━━━ Input material
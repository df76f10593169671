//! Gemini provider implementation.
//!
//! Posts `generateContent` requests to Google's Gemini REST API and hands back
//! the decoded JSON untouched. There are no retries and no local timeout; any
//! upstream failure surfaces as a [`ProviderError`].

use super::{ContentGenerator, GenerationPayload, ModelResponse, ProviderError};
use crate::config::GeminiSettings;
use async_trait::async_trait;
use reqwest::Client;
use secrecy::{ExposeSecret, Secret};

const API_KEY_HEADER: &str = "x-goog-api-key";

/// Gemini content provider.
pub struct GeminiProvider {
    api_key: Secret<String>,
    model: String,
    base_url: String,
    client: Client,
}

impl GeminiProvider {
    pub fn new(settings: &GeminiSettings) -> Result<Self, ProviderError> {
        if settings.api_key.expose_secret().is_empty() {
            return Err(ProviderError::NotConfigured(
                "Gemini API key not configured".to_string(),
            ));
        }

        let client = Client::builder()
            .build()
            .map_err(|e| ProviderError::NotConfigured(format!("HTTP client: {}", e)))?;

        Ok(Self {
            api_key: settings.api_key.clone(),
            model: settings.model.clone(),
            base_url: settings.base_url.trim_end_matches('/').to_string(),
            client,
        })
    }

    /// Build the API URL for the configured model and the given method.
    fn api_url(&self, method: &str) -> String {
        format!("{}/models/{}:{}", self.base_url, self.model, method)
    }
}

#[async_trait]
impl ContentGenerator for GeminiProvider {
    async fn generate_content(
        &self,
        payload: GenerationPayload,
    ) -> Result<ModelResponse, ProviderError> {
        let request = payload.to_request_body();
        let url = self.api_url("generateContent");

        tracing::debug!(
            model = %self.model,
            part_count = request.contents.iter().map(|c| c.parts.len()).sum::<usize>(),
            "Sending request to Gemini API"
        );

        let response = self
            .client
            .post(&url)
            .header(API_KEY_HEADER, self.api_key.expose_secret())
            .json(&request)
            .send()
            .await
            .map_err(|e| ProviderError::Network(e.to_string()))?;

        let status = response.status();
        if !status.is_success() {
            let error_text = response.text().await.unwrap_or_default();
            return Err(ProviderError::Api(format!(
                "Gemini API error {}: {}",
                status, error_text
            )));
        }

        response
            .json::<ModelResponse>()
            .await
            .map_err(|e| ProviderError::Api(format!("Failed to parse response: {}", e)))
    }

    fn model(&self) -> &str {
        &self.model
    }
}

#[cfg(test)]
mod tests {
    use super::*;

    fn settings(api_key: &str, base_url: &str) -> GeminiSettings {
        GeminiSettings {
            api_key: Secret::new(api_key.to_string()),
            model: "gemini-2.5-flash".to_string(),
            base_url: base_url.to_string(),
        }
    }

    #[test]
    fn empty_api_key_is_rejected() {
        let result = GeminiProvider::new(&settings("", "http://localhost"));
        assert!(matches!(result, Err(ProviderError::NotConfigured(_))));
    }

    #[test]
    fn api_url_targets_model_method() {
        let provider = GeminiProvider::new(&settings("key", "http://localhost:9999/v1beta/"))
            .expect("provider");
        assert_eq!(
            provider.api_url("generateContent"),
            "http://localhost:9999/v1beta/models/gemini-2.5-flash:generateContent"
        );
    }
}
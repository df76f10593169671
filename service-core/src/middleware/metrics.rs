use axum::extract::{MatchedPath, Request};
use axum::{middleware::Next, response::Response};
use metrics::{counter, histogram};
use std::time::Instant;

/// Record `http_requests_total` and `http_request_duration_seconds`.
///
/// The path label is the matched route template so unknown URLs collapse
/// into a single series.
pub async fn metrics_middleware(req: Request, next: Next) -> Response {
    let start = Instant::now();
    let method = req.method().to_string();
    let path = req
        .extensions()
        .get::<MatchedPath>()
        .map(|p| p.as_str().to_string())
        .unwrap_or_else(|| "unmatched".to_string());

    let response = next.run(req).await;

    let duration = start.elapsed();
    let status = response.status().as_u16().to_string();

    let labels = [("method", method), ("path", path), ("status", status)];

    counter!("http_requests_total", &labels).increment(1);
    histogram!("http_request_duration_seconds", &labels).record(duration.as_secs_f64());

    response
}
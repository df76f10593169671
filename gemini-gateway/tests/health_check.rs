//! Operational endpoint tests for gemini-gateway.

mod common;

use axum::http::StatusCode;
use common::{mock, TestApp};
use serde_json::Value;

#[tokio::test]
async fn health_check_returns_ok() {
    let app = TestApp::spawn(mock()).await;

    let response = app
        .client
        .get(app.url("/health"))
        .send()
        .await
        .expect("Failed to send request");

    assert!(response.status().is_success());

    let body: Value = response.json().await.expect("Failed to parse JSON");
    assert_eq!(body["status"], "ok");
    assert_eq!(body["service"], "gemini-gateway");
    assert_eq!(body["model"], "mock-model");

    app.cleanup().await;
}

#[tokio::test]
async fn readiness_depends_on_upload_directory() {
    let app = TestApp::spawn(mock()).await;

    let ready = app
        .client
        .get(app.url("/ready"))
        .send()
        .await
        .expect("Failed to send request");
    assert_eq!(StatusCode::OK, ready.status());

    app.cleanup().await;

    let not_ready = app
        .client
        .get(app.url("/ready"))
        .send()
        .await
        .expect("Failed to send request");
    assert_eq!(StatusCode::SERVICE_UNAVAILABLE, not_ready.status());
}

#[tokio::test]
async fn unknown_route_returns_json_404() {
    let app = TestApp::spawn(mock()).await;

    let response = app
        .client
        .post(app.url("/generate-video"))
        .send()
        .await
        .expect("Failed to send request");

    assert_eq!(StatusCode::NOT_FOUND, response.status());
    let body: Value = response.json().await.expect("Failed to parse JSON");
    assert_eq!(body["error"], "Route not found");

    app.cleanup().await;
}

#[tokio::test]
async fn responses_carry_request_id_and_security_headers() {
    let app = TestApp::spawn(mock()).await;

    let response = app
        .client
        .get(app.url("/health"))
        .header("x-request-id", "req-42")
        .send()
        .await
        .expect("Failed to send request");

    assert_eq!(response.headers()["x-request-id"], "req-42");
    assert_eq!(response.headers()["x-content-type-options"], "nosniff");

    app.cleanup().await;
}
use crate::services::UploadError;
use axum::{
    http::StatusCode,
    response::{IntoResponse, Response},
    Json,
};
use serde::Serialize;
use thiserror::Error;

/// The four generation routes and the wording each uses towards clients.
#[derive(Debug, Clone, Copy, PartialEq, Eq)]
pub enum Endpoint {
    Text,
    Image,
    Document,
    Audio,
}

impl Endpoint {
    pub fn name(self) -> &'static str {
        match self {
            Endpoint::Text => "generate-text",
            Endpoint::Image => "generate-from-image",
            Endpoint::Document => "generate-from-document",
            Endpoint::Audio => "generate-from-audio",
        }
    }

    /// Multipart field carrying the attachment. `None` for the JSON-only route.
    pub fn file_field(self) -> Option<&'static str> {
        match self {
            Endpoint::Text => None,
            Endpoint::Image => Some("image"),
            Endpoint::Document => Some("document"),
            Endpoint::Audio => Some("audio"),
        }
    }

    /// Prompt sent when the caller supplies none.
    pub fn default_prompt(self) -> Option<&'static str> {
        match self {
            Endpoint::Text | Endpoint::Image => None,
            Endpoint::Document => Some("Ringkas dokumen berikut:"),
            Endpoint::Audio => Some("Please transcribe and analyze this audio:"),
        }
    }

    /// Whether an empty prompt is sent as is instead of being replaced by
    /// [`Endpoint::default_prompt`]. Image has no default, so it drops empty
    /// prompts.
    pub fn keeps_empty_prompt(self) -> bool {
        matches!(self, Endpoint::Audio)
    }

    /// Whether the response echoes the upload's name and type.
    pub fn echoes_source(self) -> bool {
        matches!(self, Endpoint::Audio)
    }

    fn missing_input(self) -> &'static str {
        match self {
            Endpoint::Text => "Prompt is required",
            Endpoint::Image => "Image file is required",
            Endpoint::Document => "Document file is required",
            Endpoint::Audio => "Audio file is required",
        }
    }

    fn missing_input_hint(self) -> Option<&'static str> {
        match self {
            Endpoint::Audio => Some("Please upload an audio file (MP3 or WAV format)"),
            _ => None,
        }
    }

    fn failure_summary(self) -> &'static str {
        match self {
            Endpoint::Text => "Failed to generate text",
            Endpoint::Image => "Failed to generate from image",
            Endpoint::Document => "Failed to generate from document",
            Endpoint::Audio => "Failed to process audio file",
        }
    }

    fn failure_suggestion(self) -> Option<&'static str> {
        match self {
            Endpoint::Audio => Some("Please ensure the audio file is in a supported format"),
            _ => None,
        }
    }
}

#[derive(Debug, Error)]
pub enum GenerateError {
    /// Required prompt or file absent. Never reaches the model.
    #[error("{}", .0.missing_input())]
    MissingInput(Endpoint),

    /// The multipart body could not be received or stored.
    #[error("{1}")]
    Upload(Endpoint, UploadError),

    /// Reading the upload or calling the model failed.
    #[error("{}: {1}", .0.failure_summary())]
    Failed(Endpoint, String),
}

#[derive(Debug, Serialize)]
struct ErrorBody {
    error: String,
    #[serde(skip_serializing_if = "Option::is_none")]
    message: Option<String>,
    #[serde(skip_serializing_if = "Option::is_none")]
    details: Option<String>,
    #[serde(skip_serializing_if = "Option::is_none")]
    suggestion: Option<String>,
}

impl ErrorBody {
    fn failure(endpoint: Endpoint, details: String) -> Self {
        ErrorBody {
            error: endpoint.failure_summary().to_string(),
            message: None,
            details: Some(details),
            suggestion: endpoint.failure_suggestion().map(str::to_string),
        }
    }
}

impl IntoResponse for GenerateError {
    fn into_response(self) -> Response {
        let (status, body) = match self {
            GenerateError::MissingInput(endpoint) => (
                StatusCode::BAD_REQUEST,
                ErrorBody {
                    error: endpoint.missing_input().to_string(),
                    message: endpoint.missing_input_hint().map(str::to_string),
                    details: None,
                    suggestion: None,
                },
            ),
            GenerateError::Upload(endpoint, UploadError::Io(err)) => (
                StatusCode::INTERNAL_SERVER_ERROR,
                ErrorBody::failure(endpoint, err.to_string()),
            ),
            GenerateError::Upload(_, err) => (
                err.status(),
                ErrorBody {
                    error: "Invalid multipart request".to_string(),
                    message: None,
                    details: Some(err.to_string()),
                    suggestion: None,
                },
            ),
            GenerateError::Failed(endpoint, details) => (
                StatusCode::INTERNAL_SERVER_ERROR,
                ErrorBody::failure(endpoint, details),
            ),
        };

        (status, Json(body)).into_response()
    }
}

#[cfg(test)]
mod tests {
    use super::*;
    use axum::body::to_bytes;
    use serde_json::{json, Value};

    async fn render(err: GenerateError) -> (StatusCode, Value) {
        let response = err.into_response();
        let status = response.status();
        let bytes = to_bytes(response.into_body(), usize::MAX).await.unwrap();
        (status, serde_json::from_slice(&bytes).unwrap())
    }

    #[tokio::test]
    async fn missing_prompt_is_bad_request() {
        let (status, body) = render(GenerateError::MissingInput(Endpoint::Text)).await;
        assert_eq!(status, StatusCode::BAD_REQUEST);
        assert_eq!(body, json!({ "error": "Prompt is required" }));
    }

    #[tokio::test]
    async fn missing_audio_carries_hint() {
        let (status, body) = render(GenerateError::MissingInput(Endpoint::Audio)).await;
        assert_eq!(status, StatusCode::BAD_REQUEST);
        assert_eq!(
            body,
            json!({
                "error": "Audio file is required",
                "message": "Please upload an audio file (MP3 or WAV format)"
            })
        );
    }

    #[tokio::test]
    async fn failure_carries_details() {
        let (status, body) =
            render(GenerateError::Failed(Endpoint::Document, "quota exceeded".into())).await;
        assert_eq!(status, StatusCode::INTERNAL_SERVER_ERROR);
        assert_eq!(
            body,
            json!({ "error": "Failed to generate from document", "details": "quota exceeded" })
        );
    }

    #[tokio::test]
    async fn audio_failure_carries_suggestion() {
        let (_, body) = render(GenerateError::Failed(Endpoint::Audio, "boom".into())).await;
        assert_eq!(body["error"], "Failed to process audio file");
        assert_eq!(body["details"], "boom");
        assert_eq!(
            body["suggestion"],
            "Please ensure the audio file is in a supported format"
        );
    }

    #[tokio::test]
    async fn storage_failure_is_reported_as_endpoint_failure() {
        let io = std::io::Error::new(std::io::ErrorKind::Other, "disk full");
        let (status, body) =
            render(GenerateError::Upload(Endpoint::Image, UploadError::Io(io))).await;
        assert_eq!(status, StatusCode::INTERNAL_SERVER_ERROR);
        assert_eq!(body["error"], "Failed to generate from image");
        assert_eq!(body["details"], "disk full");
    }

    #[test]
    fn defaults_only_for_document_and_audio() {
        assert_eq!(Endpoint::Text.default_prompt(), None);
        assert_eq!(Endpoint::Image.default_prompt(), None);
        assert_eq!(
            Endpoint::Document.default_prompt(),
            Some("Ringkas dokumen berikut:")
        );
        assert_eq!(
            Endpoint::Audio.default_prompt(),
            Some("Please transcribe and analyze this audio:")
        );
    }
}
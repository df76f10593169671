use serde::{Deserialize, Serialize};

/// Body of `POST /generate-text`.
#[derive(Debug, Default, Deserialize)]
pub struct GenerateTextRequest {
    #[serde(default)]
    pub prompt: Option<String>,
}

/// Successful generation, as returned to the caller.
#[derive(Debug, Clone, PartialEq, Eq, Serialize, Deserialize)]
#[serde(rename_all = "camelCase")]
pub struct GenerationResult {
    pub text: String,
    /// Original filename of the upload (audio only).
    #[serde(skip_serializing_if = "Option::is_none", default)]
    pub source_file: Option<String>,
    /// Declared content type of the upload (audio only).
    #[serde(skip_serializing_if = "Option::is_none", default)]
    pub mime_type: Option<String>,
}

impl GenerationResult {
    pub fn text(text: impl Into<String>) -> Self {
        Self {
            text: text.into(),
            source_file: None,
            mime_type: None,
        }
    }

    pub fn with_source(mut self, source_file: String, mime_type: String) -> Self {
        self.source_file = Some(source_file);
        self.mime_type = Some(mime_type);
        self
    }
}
━━━━━━
Whenever a line above holds the word "IntoResponse", include it in your count, and report nothing but that count.

2